EDGE further states that a Diplom Spetsialista or Specialist's Degree is usually awarded after five to 
six years of study ( or in one year following a diplom bakalavr) and represents attainment of a level of 
education comparable to a master's degree in the United States.4 The entrance requirement for a 
Diplom Spetsialista is a diplom bakalavr, or completion of basic secondary education and a university 
entrance examination. 
The credential evaluation report from Scholaro, Inc. is inconsistent with the credential descriptions in 
EDGE. Neither the Petitioner's academic record nor the evaluation identifies the Petitioner's 
credential as a Diplom Bakalavr or a Diplom Spetsialista. Although the evaluation identifies the 
Petitioner's academic record as a "Diploma of Specialist" equivalent to a U.S. bachelor's degree, this 
is inconsistent with the information in EDGE that a Specialist's Degree requires five to six years of 
study and is equivalent to a U.S. master's degree. The record also does not include evidence that the 
Petitioner met the entrance requirements for either the Diplom Bakalavr or the Diplom Spetsialista, 
such as evidence of completion of basic secondary education or passage of a university entrance 
examination. 
3 AACRAO is a nonprofit professional association of more than 11,000 higher education admissions and registration 
professionals who represent more than 2,600 institutions in over 40 countries. See http://www.aacrao.org/who-we-are. 
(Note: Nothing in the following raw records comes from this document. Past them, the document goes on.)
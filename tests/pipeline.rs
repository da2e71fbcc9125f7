//! End-to-end checks of the diagnosis pipeline: catalog files on disk, a
//! saved Burn record, and stub engines with known outputs.

use std::fs;
use std::io::Cursor;
use std::path::{Path, PathBuf};
use std::sync::Arc;
use std::thread;

use burn::module::Module;
use burn::record::CompactRecorder;
use image::{DynamicImage, ImageFormat, Rgb, RgbImage};
use tempfile::TempDir;

use plant_doctor::backend::{default_device, InferenceBackend};
use plant_doctor::inference::{BackendKind, ImageTensor};
use plant_doctor::model::cnn::ConvBlock;
use plant_doctor::{
    AdviceEntry, AdviceRepository, DiseasePredictionService, EngineHandle, ImageNormalizer,
    InferenceEngine, LabelMap, PlantClassifier, PlantClassifierConfig, PlantDoctorError,
    PredictionErrorKind, Result, ServiceConfig,
};

const LABELS: [&str; 4] = [
    "Potato___Early_blight",
    "Potato___healthy",
    "Tomato_Early_blight",
    "Tomato_healthy",
];

/// Engine returning the same scores for every image
struct FixedScores(Vec<f32>);

impl InferenceEngine for FixedScores {
    fn backend(&self) -> BackendKind {
        BackendKind::Onnx
    }

    fn num_classes(&self) -> usize {
        self.0.len()
    }

    fn classify(&self, _tensor: &ImageTensor) -> Result<Vec<f32>> {
        Ok(self.0.clone())
    }
}

fn leaf_jpeg() -> Vec<u8> {
    let img = RgbImage::from_fn(48, 40, |x, y| {
        Rgb([(40 + x * 2) as u8, (120 + y) as u8, 30])
    });
    let mut buf = Cursor::new(Vec::new());
    DynamicImage::ImageRgb8(img)
        .write_to(&mut buf, ImageFormat::Jpeg)
        .unwrap();
    buf.into_inner()
}

fn labels() -> LabelMap {
    LabelMap::from_labels(LABELS).unwrap()
}

fn stub_service(scores: Vec<f32>) -> DiseasePredictionService {
    let engine = EngineHandle::from_engine(Box::new(FixedScores(scores)));
    DiseasePredictionService::new(engine, labels(), AdviceRepository::builtin())
        .unwrap()
        .with_normalizer(ImageNormalizer::new().with_image_size(32))
}

/// Write a label file and a randomly initialised 4-class record
fn write_fixtures(dir: &Path) -> (PathBuf, PathBuf) {
    let labels_path = dir.join("class_names.json");
    let mapping: serde_json::Map<String, serde_json::Value> = LABELS
        .iter()
        .enumerate()
        .map(|(i, label)| (label.to_string(), serde_json::Value::from(i)))
        .collect();
    fs::write(&labels_path, serde_json::to_string(&mapping).unwrap()).unwrap();

    let device = default_device();
    let config = PlantClassifierConfig::new()
        .with_num_classes(LABELS.len())
        .with_base_filters(4);
    let model = PlantClassifier::<InferenceBackend>::new(&config, &device);
    let model_path = dir.join("plant_doctor.mpk");
    model.save_file(&model_path, &CompactRecorder::new()).unwrap();

    (labels_path, model_path)
}

fn service_config(labels_path: &Path, model_path: &Path) -> ServiceConfig {
    let mut config = ServiceConfig::default().with_artifact(model_path);
    config.catalog.labels_path = labels_path.to_path_buf();
    config.model.base_filters = 4;
    config.preprocess.image_size = 32;
    config
}

#[test]
fn test_prediction_without_model_reports_not_loaded() {
    let service = DiseasePredictionService::new(
        EngineHandle::not_loaded(),
        labels(),
        AdviceRepository::builtin(),
    )
    .unwrap();

    assert!(!service.ready());
    let result = service.predict(&leaf_jpeg());

    assert!(!result.success);
    assert_eq!(result.error.as_deref(), Some("model not loaded"));
    assert_eq!(result.error_kind, Some(PredictionErrorKind::ModelNotReady));
    assert!(result.disease_label.is_none());
}

#[test]
fn test_empty_upload_is_a_decode_failure() {
    let result = stub_service(vec![0.25; 4]).predict(&[]);

    assert!(!result.success);
    assert_eq!(result.error_kind, Some(PredictionErrorKind::Decode));
    assert!(result
        .error
        .as_deref()
        .unwrap()
        .starts_with("failed to decode image"));
}

#[test]
fn test_known_scores_produce_label_confidence_and_advice() {
    let result = stub_service(vec![0.01, 0.02, 0.95, 0.02]).predict(&leaf_jpeg());

    assert!(result.success);
    assert_eq!(result.class_index, Some(2));
    assert_eq!(result.disease_label.as_deref(), Some("Tomato_Early_blight"));
    assert_eq!(result.confidence, Some(0.95));
    assert_eq!(
        result.advice.as_ref(),
        Some(AdviceRepository::builtin().advice_for("Tomato_Early_blight"))
    );
    assert_ne!(result.advice.unwrap(), AdviceEntry::default_entry());
}

#[test]
fn test_argmax_maps_back_to_every_label() {
    for (index, expected) in LABELS.iter().enumerate() {
        let mut scores = vec![0.0; LABELS.len()];
        scores[index] = 1.0;

        let result = stub_service(scores).predict(&leaf_jpeg());
        assert_eq!(result.class_index, Some(index));
        assert_eq!(result.disease_label.as_deref(), Some(*expected));
    }
}

#[test]
fn test_unlisted_label_gets_default_advice() {
    let labels = LabelMap::from_labels(["Cassava_mosaic", "Tomato_healthy"]).unwrap();
    let engine = EngineHandle::from_engine(Box::new(FixedScores(vec![0.9, 0.1])));
    let service = DiseasePredictionService::new(engine, labels, AdviceRepository::builtin())
        .unwrap()
        .with_normalizer(ImageNormalizer::new().with_image_size(32));

    let result = service.predict(&leaf_jpeg());
    assert_eq!(result.advice, Some(AdviceEntry::default_entry()));
}

#[test]
fn test_service_from_config_with_burn_record() {
    let dir = TempDir::new().unwrap();
    let (labels_path, model_path) = write_fixtures(dir.path());

    let service = DiseasePredictionService::from_config(&service_config(&labels_path, &model_path))
        .unwrap();
    assert!(service.ready());

    let status = service.status();
    assert_eq!(status.backend.as_deref(), Some("burn"));
    assert_eq!(status.diseases_detectable, 4);
    assert_eq!(service.capabilities(), LABELS.to_vec());

    let bytes = leaf_jpeg();
    let first = service.predict(&bytes);
    let second = service.predict(&bytes);

    assert!(first.success);
    assert!(LABELS.contains(&first.disease_label.as_deref().unwrap()));
    let confidence = first.confidence.unwrap();
    assert!((0.0..=1.0).contains(&confidence));
    assert_eq!(first.disease_label, second.disease_label);
    assert_eq!(first.confidence, second.confidence);
    assert_eq!(first.top_predictions.len(), 3);
}

#[test]
fn test_concurrent_predictions_share_one_service() {
    let dir = TempDir::new().unwrap();
    let (labels_path, model_path) = write_fixtures(dir.path());
    let service = Arc::new(
        DiseasePredictionService::from_config(&service_config(&labels_path, &model_path))
            .unwrap(),
    );

    let bytes = Arc::new(leaf_jpeg());
    let expected = service.predict(&bytes);

    let handles: Vec<_> = (0..8)
        .map(|_| {
            let service = Arc::clone(&service);
            let bytes = Arc::clone(&bytes);
            thread::spawn(move || service.predict(&bytes))
        })
        .collect();

    for handle in handles {
        let result = handle.join().unwrap();
        assert!(result.success);
        assert_eq!(result.disease_label, expected.disease_label);
        assert_eq!(result.confidence, expected.confidence);
    }
}

#[test]
fn test_missing_model_starts_degraded_or_fails() {
    let dir = TempDir::new().unwrap();
    let (labels_path, _) = write_fixtures(dir.path());
    let missing = dir.path().join("absent.mpk");

    let config = service_config(&labels_path, &missing);
    let service = DiseasePredictionService::from_config(&config).unwrap();
    assert!(!service.ready());
    assert!(service.status().load_error.is_some());
    assert_eq!(
        service.predict(&leaf_jpeg()).error_kind,
        Some(PredictionErrorKind::ModelNotReady)
    );

    let mut strict = config;
    strict.service.allow_degraded = false;
    let err = DiseasePredictionService::from_config(&strict).unwrap_err();
    assert!(matches!(err, PlantDoctorError::ModelLoad(..)));
}

#[test]
fn test_record_with_wrong_inner_width_never_serves() {
    let dir = TempDir::new().unwrap();
    let (labels_path, model_path) = write_fixtures(dir.path());

    // Overwrite the record with one whose second block is 16 wide
    let device = default_device();
    let config = PlantClassifierConfig::new()
        .with_num_classes(LABELS.len())
        .with_base_filters(4);
    let mut model = PlantClassifier::<InferenceBackend>::new(&config, &device);
    model.conv2 = ConvBlock::new(4, 16, 3, true, &device);
    model.save_file(&model_path, &CompactRecorder::new()).unwrap();

    let config = service_config(&labels_path, &model_path);
    let service = DiseasePredictionService::from_config(&config).unwrap();
    assert!(!service.ready());
    assert!(service.status().load_error.unwrap().contains("conv2"));

    let result = service.predict(&leaf_jpeg());
    assert!(!result.success);
    assert_eq!(result.error_kind, Some(PredictionErrorKind::ModelNotReady));

    let mut strict = config;
    strict.service.allow_degraded = false;
    let err = DiseasePredictionService::from_config(&strict).unwrap_err();
    assert!(matches!(err, PlantDoctorError::ModelLoad(..)));
}

#[test]
fn test_tiny_image_size_is_rejected_before_loading() {
    let dir = TempDir::new().unwrap();
    let (labels_path, model_path) = write_fixtures(dir.path());

    let mut config = service_config(&labels_path, &model_path);
    config.preprocess.image_size = 4;
    let err = DiseasePredictionService::from_config(&config).unwrap_err();
    assert!(matches!(err, PlantDoctorError::Config(_)));
}

#[test]
fn test_catalog_errors_are_fatal() {
    let dir = TempDir::new().unwrap();
    let (_, model_path) = write_fixtures(dir.path());

    let config = service_config(&dir.path().join("missing.json"), &model_path);
    let err = DiseasePredictionService::from_config(&config).unwrap_err();
    assert!(matches!(err, PlantDoctorError::CatalogLoad(..)));

    // Five labels against a four-class record
    let wide = dir.path().join("wide.json");
    fs::write(&wide, r#"["a", "b", "c", "d", "e"]"#).unwrap();
    let err = DiseasePredictionService::from_config(&service_config(&wide, &model_path))
        .unwrap_err();
    assert!(matches!(
        err,
        PlantDoctorError::CatalogMismatch {
            engine: 4,
            catalog: 5
        }
    ));
}

#[test]
fn test_predict_file_directory_layout() {
    let dir = TempDir::new().unwrap();
    let image_path = dir.path().join("leaf.jpg");
    fs::write(&image_path, leaf_jpeg()).unwrap();

    let result = stub_service(vec![0.1, 0.6, 0.2, 0.1]).predict_file(&image_path);
    assert!(result.success);
    assert_eq!(result.disease_label.as_deref(), Some("Potato___healthy"));
    assert_eq!(result.image_path.as_deref(), Some(image_path.as_path()));
}
//! Configuration structures for the diagnosis service.
//!
//! Read from a TOML file; every field has a default so an empty file (or no
//! file) yields a usable configuration.

use std::fs;
use std::path::{Path, PathBuf};

use serde::{Deserialize, Serialize};

use crate::inference::engine::{BackendKind, EngineSpec, TensorLayout};
use crate::inference::normalizer::{ImageNormalizer, ResizeFilter, DEFAULT_IMAGE_SIZE};
use crate::model::MIN_INPUT_SIZE;
use crate::utils::error::{PlantDoctorError, Result};

/// Main configuration for the diagnosis service
#[derive(Debug, Clone, Default, PartialEq, Serialize, Deserialize)]
#[serde(default)]
pub struct ServiceConfig {
    /// Model artifact and backend
    pub model: ModelConfig,
    /// Label and advice catalogs
    pub catalog: CatalogConfig,
    /// Image preprocessing
    pub preprocess: PreprocessConfig,
    /// Request handling
    pub service: ServiceOptions,
}

/// Model configuration
#[derive(Debug, Clone, PartialEq, Serialize, Deserialize)]
#[serde(default)]
pub struct ModelConfig {
    /// Which engine loads the artifact
    pub backend: BackendKind,
    /// Path to the artifact (`.mpk`, `.tflite` or `.onnx`)
    pub artifact_path: PathBuf,
    /// Input layout for compiled graphs
    pub layout: TensorLayout,
    /// Width of the Burn architecture the record was trained with
    pub base_filters: usize,
}

impl Default for ModelConfig {
    fn default() -> Self {
        Self {
            backend: BackendKind::Burn,
            artifact_path: PathBuf::from("models/plant_doctor.mpk"),
            layout: TensorLayout::Nhwc,
            base_filters: 32,
        }
    }
}

/// Catalog locations
#[derive(Debug, Clone, PartialEq, Serialize, Deserialize)]
#[serde(default)]
pub struct CatalogConfig {
    /// Label mapping (`{"label": index}` or `["label", ...]`)
    pub labels_path: PathBuf,
    /// Optional advice table override; the built-in table is used otherwise
    pub advice_path: Option<PathBuf>,
}

impl Default for CatalogConfig {
    fn default() -> Self {
        Self {
            labels_path: PathBuf::from("data/class_names.json"),
            advice_path: None,
        }
    }
}

/// Preprocessing configuration
#[derive(Debug, Clone, PartialEq, Serialize, Deserialize)]
#[serde(default)]
pub struct PreprocessConfig {
    /// Square model input size
    pub image_size: u32,
    /// Resampling filter
    pub filter: ResizeFilter,
}

impl Default for PreprocessConfig {
    fn default() -> Self {
        Self {
            image_size: DEFAULT_IMAGE_SIZE,
            filter: ResizeFilter::Triangle,
        }
    }
}

/// Request handling options
#[derive(Debug, Clone, PartialEq, Serialize, Deserialize)]
#[serde(default)]
pub struct ServiceOptions {
    /// Number of ranked predictions reported alongside the top class
    pub top_k: usize,
    /// Start without a model instead of failing when the artifact won't load
    pub allow_degraded: bool,
}

impl Default for ServiceOptions {
    fn default() -> Self {
        Self {
            top_k: 3,
            allow_degraded: true,
        }
    }
}

impl ServiceConfig {
    /// Parse a TOML document
    pub fn from_toml_str(content: &str) -> Result<Self> {
        let config: Self = toml::from_str(content)
            .map_err(|e| PlantDoctorError::Config(format!("Failed to parse config: {e}")))?;
        config.validate()?;
        Ok(config)
    }

    /// Load and validate a TOML file
    pub fn from_toml_file(path: &Path) -> Result<Self> {
        let content = fs::read_to_string(path).map_err(|e| {
            PlantDoctorError::Config(format!("Failed to read config {}: {e}", path.display()))
        })?;

        let config: Self = toml::from_str(&content).map_err(|e| {
            PlantDoctorError::Config(format!("Failed to parse config {}: {e}", path.display()))
        })?;
        config.validate()?;
        Ok(config)
    }

    /// Reject values no pipeline can run with
    pub fn validate(&self) -> Result<()> {
        if (self.preprocess.image_size as usize) < MIN_INPUT_SIZE {
            return Err(PlantDoctorError::Config(format!(
                "preprocess.image_size must be at least {} (got {})",
                MIN_INPUT_SIZE, self.preprocess.image_size
            )));
        }
        if self.service.top_k == 0 {
            return Err(PlantDoctorError::Config(
                "service.top_k must be at least 1".to_string(),
            ));
        }
        if self.model.base_filters == 0 {
            return Err(PlantDoctorError::Config(
                "model.base_filters must be greater than 0".to_string(),
            ));
        }
        Ok(())
    }

    /// Engine load parameters for the configured artifact
    pub fn engine_spec(&self) -> EngineSpec {
        EngineSpec {
            backend: self.model.backend,
            artifact_path: self.model.artifact_path.clone(),
            image_size: self.preprocess.image_size as usize,
            layout: self.model.layout,
            base_filters: self.model.base_filters,
        }
    }

    /// Normalizer matching the configured input size
    pub fn normalizer(&self) -> ImageNormalizer {
        ImageNormalizer::new()
            .with_image_size(self.preprocess.image_size)
            .with_filter(self.preprocess.filter)
    }

    /// Point at a different artifact, inferring the backend from its
    /// extension when possible
    pub fn with_artifact(mut self, path: impl Into<PathBuf>) -> Self {
        let path = path.into();
        if let Some(backend) = BackendKind::from_path(&path) {
            self.model.backend = backend;
        }
        self.model.artifact_path = path;
        self
    }
}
4 A third credential listed in EDGE is the Diplom o srednem professional'nom obrazovanii (issued before 2006), which 
represents attainment of a level of education comparable to completion of a vocational or other specialized high school 
cuniculum in the United States. According to EDGE, "credit for this study is not accepted at universities in Kazakhstan 
and is terminal/technical in nature." 
4 
As a matter of discretion, we may use opinion statements submitted by a petitioner as advisory. Matter 
of Caron Int'l, Inc., 19 I&N Dec. at 795. However, we may give an opinion less weight if it is not in 
accord with other information in the record or if it is in any way questionable. Id. We are ultimately 
responsible for making the final determination regarding an individual's eligibility for the benefit 
sought. The submission of expert opinion letters is not presumptive evidence of eligibility. Id.; see 
also Matter of V-K-, 24 I&N Dec. 500, 502 n.2 (BIA 2008) ("[E]xpert opinion testimony, while 
undoubtedly a form of evidence, does not purport to be evidence as to 'fact' but rather is admissible 
only if 'it will assist the trier of fact to understand the evidence of to determine a fact in issue."'). 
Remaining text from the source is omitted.